Finally, in relation to Part II I should mention the protective legislation relating to the employment of women, mainly in the Factories Act 1961. The previous Government proposed to repeal this, but there was much criticism from the trade unions and some other organisations. The Bill, as introduced, retained this by means of the saving for existing legislation in what is now Clause 48, although it contained provision for review by the Equal Opportunities Commission in conjunction with the Health and Safety at Work Commission.

We have been giving further thought to this in the light of developments in another place, and are considering the possibility of putting before the House Amendments to that part of the protective legislation which concerns restrictions on women working with moving machinery.

As regards the remaining restrictions, which mainly concern the hours of work of women, we have strengthened the requirement in Clause 52, which now provides that the Secretary of State may not only ask the Commission to report on the restrictions but require it to do so by a certain date. The Government are determined to see that at least a first review of all the provisions involved will be completed by the end of 1978.

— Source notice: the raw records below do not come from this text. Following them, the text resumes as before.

//! Repeated Uniswap V2 style swaps across a set of wallets.
//!
//! The binary reads a [`config::RunnerConfig`] from the environment and hands it to a
//! [`domain::BatchRunner`]; everything else lives in the library so it can be tested
//! against a mocked chain.

pub mod config;
pub mod constants;
pub mod domain;
pub mod logging;
pub mod models;
pub mod services;
pub mod utils;
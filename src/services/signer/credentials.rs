//! Scoped access to wallet private keys.
//!
//! Sources are asked for one key at a time: the batch runner loads a key, derives the
//! wallet signer, and lets both drop before moving to the next wallet.

use std::{
    env, fs,
    path::{Path, PathBuf},
};

use zeroize::Zeroizing;

use super::WalletSigner;
use crate::models::SignerError;

pub trait CredentialSource: Send + Sync {
    /// Number of credentials the source exposes.
    fn len(&self) -> usize;

    /// Loads the credential at `index`. The returned string is wiped on drop.
    fn load(&self, index: usize) -> Result<Zeroizing<String>, SignerError>;

    fn is_empty(&self) -> bool {
        self.len() == 0
    }

    /// Loads the credential at `index` and derives its signer.
    fn load_signer(&self, index: usize) -> Result<WalletSigner, SignerError> {
        let secret = self.load(index)?;
        WalletSigner::from_secret(&secret)
    }
}

fn split_keys(raw: &str, separator: char) -> impl Iterator<Item = &str> {
    raw.split(separator)
        .map(str::trim)
        .filter(|entry| !entry.is_empty() && !entry.starts_with('#'))
}

fn pick(raw: &str, separator: char, index: usize) -> Result<Zeroizing<String>, SignerError> {
    split_keys(raw, separator)
        .nth(index)
        .map(|entry| Zeroizing::new(entry.to_string()))
        .ok_or_else(|| SignerError::CredentialUnavailable {
            index,
            reason: "index out of range".to_string(),
        })
}

/// Comma-separated keys read from an environment variable on every load.
#[derive(Debug, Clone)]
pub struct EnvCredentialSource {
    var_name: String,
    count: usize,
}

impl EnvCredentialSource {
    pub fn new(var_name: &str) -> Result<Self, SignerError> {
        let raw = Self::read(var_name)?;
        let count = split_keys(&raw, ',').count();
        Ok(Self {
            var_name: var_name.to_string(),
            count,
        })
    }

    fn read(var_name: &str) -> Result<Zeroizing<String>, SignerError> {
        env::var(var_name)
            .map(Zeroizing::new)
            .map_err(|e| SignerError::Source(format!("{var_name}: {e}")))
    }
}

impl CredentialSource for EnvCredentialSource {
    fn len(&self) -> usize {
        self.count
    }

    fn load(&self, index: usize) -> Result<Zeroizing<String>, SignerError> {
        let raw = Self::read(&self.var_name)?;
        pick(&raw, ',', index)
    }
}

/// One key per line; blank lines and `#` comments are skipped. The file is re-read on
/// every load.
#[derive(Debug, Clone)]
pub struct FileCredentialSource {
    path: PathBuf,
    count: usize,
}

impl FileCredentialSource {
    pub fn new(path: impl Into<PathBuf>) -> Result<Self, SignerError> {
        let path = path.into();
        let raw = Self::read(&path)?;
        let count = split_keys(&raw, '\n').count();
        Ok(Self { path, count })
    }

    fn read(path: &Path) -> Result<Zeroizing<String>, SignerError> {
        fs::read_to_string(path)
            .map(Zeroizing::new)
            .map_err(|e| SignerError::Source(format!("{}: {e}", path.display())))
    }
}

impl CredentialSource for FileCredentialSource {
    fn len(&self) -> usize {
        self.count
    }

    fn load(&self, index: usize) -> Result<Zeroizing<String>, SignerError> {
        let raw = Self::read(&self.path)?;
        pick(&raw, '\n', index)
    }
}

/// Keys supplied directly by the caller.
pub struct InMemoryCredentialSource {
    keys: Vec<Zeroizing<String>>,
}

impl InMemoryCredentialSource {
    pub fn new<I, S>(keys: I) -> Self
    where
        I: IntoIterator<Item = S>,
        S: Into<String>,
    {
        Self {
            keys: keys
                .into_iter()
                .map(|key| Zeroizing::new(key.into()))
                .collect(),
        }
    }
}

impl CredentialSource for InMemoryCredentialSource {
    fn len(&self) -> usize {
        self.keys.len()
    }

    fn load(&self, index: usize) -> Result<Zeroizing<String>, SignerError> {
        self.keys
            .get(index)
            .cloned()
            .ok_or_else(|| SignerError::CredentialUnavailable {
                index,
                reason: "index out of range".to_string(),
            })
    }
}
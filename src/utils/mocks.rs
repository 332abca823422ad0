//! Scripted chain used by the swap engine tests.
//!
//! `MockChain` keeps token and native balances, the router allowance, and every
//! transaction the engine sends. `MockChain::provider` wires a `MockEvmProviderTrait`
//! whose answers come from that state, so approvals raise the allowance exactly as the
//! token contract would.

use std::collections::HashSet;
use std::sync::{Arc, Mutex};

use alloy::{
    primitives::{Address, Bytes, TxHash, U256},
    rpc::types::TransactionRequest,
    sol_types::{SolCall, SolValue},
};
use futures::FutureExt;

use crate::{
    domain::swap::abi::{IUniswapV2Router02, IERC20},
    services::{
        provider::{MockEvmProviderTrait, ProviderError, ReceiptSummary},
        signer::WalletSigner,
    },
};

pub const TEST_KEY_A: &str = "0xac0974bec39a17e36ba4a6b4d238ff944bacb478cbed5efcae784d7bf4f2ff80";
pub const TEST_KEY_B: &str = "0x59c6995e998f97a5a0044966f0945389dc9e86dae88c7a8412f4603b6b78690d";

pub const MINED_BLOCK: u64 = 100;

pub fn token_in() -> Address {
    Address::repeat_byte(0x11)
}

pub fn token_out() -> Address {
    Address::repeat_byte(0x22)
}

pub fn router() -> Address {
    Address::repeat_byte(0x33)
}

pub fn wrapped_native() -> Address {
    Address::repeat_byte(0x44)
}

pub fn ether(amount: u64) -> U256 {
    U256::from(amount) * U256::from(10u64).pow(U256::from(18u8))
}

pub fn test_signer() -> WalletSigner {
    WalletSigner::from_secret(TEST_KEY_A).unwrap()
}

/// A transaction the engine handed to the provider.
#[derive(Debug, Clone)]
pub struct SentTransaction {
    pub from: Option<Address>,
    pub to: Option<Address>,
    pub selector: [u8; 4],
    pub input: Bytes,
    pub value: U256,
    pub gas_limit: Option<u64>,
}

impl SentTransaction {
    pub fn is_approval(&self) -> bool {
        self.selector == IERC20::approveCall::SELECTOR
    }

    pub fn is_swap(&self) -> bool {
        [
            IUniswapV2Router02::swapExactTokensForTokensCall::SELECTOR,
            IUniswapV2Router02::swapExactETHForTokensCall::SELECTOR,
            IUniswapV2Router02::swapExactTokensForETHCall::SELECTOR,
        ]
        .contains(&self.selector)
    }
}

#[derive(Clone)]
pub struct MockChain {
    pub decimals: u8,
    pub allowance: Arc<Mutex<U256>>,
    pub token_balance: Arc<Mutex<U256>>,
    pub native_balance: Arc<Mutex<U256>>,
    pub sent: Arc<Mutex<Vec<SentTransaction>>>,
    pub reads: Arc<Mutex<Vec<[u8; 4]>>>,
    /// 1-based numbers of swap submissions the node rejects.
    pub rejected_swaps: Arc<Mutex<HashSet<usize>>>,
    /// 1-based numbers of swap submissions that are mined but revert.
    pub reverted_swaps: Arc<Mutex<HashSet<usize>>>,
    pub approvals_revert: bool,
    pub never_mined: bool,
    pub unreachable: bool,
}

impl Default for MockChain {
    fn default() -> Self {
        Self {
            decimals: 18,
            allowance: Arc::new(Mutex::new(U256::ZERO)),
            token_balance: Arc::new(Mutex::new(U256::ZERO)),
            native_balance: Arc::new(Mutex::new(U256::ZERO)),
            sent: Arc::new(Mutex::new(Vec::new())),
            reads: Arc::new(Mutex::new(Vec::new())),
            rejected_swaps: Arc::new(Mutex::new(HashSet::new())),
            reverted_swaps: Arc::new(Mutex::new(HashSet::new())),
            approvals_revert: false,
            never_mined: false,
            unreachable: false,
        }
    }
}

impl MockChain {
    pub fn new(allowance: U256, token_balance: U256, native_balance: U256) -> Self {
        let chain = Self::default();
        *chain.allowance.lock().unwrap() = allowance;
        *chain.token_balance.lock().unwrap() = token_balance;
        *chain.native_balance.lock().unwrap() = native_balance;
        chain
    }

    pub fn sent(&self) -> Vec<SentTransaction> {
        self.sent.lock().unwrap().clone()
    }

    pub fn approvals(&self) -> Vec<SentTransaction> {
        self.sent().into_iter().filter(|tx| tx.is_approval()).collect()
    }

    pub fn swaps(&self) -> Vec<SentTransaction> {
        self.sent().into_iter().filter(|tx| tx.is_swap()).collect()
    }

    pub fn reject_swap(&self, submission: usize) {
        self.rejected_swaps.lock().unwrap().insert(submission);
    }

    pub fn revert_swap(&self, submission: usize) {
        self.reverted_swaps.lock().unwrap().insert(submission);
    }

    pub fn provider(&self) -> MockEvmProviderTrait {
        let mut mock = MockEvmProviderTrait::new();

        let unreachable = self.unreachable;
        let native_balance = Arc::clone(&self.native_balance);
        mock.expect_get_balance().returning(move |_| {
            let balance = *native_balance.lock().unwrap();
            async move {
                if unreachable {
                    Err(ProviderError::Unreachable("connection refused".into()))
                } else {
                    Ok(balance)
                }
            }
            .boxed()
        });

        mock.expect_get_block_number()
            .returning(|| async { Ok(MINED_BLOCK) }.boxed());

        let decimals = self.decimals;
        let allowance = Arc::clone(&self.allowance);
        let token_balance = Arc::clone(&self.token_balance);
        let reads = Arc::clone(&self.reads);
        mock.expect_call_contract().returning(move |tx| {
            let input = tx.input.input().cloned().unwrap_or_default();
            let selector = selector_of(&input);
            reads.lock().unwrap().push(selector);

            let response = if unreachable {
                Err(ProviderError::Unreachable("connection refused".into()))
            } else if selector == IERC20::decimalsCall::SELECTOR {
                Ok(encode_word(U256::from(decimals)))
            } else if selector == IERC20::allowanceCall::SELECTOR {
                Ok(encode_word(*allowance.lock().unwrap()))
            } else if selector == IERC20::balanceOfCall::SELECTOR {
                Ok(encode_word(*token_balance.lock().unwrap()))
            } else {
                Err(ProviderError::Other(format!(
                    "unexpected call selector {selector:?}"
                )))
            };
            async move { response }.boxed()
        });

        let sent = Arc::clone(&self.sent);
        let allowance = Arc::clone(&self.allowance);
        let rejected_swaps = Arc::clone(&self.rejected_swaps);
        mock.expect_send_transaction()
            .returning(move |_signer: &WalletSigner, tx: TransactionRequest| {
                let record = record_of(&tx);
                let mut sent = sent.lock().unwrap();
                sent.push(record.clone());
                let tx_hash = TxHash::with_last_byte(sent.len() as u8);

                let response = if unreachable {
                    Err(ProviderError::Unreachable("connection refused".into()))
                } else if record.is_approval() {
                    if let Ok(call) = IERC20::approveCall::abi_decode(&record.input) {
                        *allowance.lock().unwrap() = call.amount;
                    }
                    Ok(tx_hash)
                } else {
                    let submission = sent.iter().filter(|tx| tx.is_swap()).count();
                    if rejected_swaps.lock().unwrap().contains(&submission) {
                        Err(ProviderError::RpcErrorCode {
                            code: -32000,
                            message: "execution reverted".into(),
                        })
                    } else {
                        Ok(tx_hash)
                    }
                };
                async move { response }.boxed()
            });

        let sent = Arc::clone(&self.sent);
        let reverted_swaps = Arc::clone(&self.reverted_swaps);
        let approvals_revert = self.approvals_revert;
        let never_mined = self.never_mined;
        mock.expect_get_transaction_receipt().returning(move |tx_hash| {
            let sent = sent.lock().unwrap();
            let position = usize::from(tx_hash.0[31]).saturating_sub(1);
            let success = match sent.get(position) {
                Some(tx) if tx.is_approval() => !approvals_revert,
                Some(_) => {
                    let submission = sent[..=position].iter().filter(|tx| tx.is_swap()).count();
                    !reverted_swaps.lock().unwrap().contains(&submission)
                }
                None => false,
            };
            let receipt = (!never_mined).then_some(ReceiptSummary {
                tx_hash,
                block_number: Some(MINED_BLOCK),
                success,
            });
            async move { Ok(receipt) }.boxed()
        });

        mock
    }
}

fn selector_of(input: &[u8]) -> [u8; 4] {
    let mut selector = [0u8; 4];
    if input.len() >= 4 {
        selector.copy_from_slice(&input[..4]);
    }
    selector
}

fn encode_word(value: U256) -> Bytes {
    Bytes::from(value.abi_encode())
}

fn record_of(tx: &TransactionRequest) -> SentTransaction {
    let input = tx.input.input().cloned().unwrap_or_default();
    SentTransaction {
        from: tx.from,
        to: tx.to.and_then(|kind| kind.to().copied()),
        selector: selector_of(&input),
        input,
        value: tx.value.unwrap_or_default(),
        gas_limit: tx.gas,
    }
}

I now turn to Clauses 22 to 28 and Schedule 2 to the Bill which relate to discrimination in education. It is made unlawful for the body responsible for a school, university or other educational establishment specified in, or designated under, the relevant clauses to discriminate as regards admissions or the treatment of pupils. In these respects, the Bill now treats educational institutions, whether in the public or private sector, in the same way as other persons covered by the Bill. Clause 25 goes further, however. It carries out the White Paper proposal in relation to the public sector that a positive duty should be laid on educational authorities. Local education authorities and other responsible bodies will be required not only to ensure that their present policies are not discriminatory but also to consider their future policies. This forward approach is of particular importance in education where planning is necessarily long term.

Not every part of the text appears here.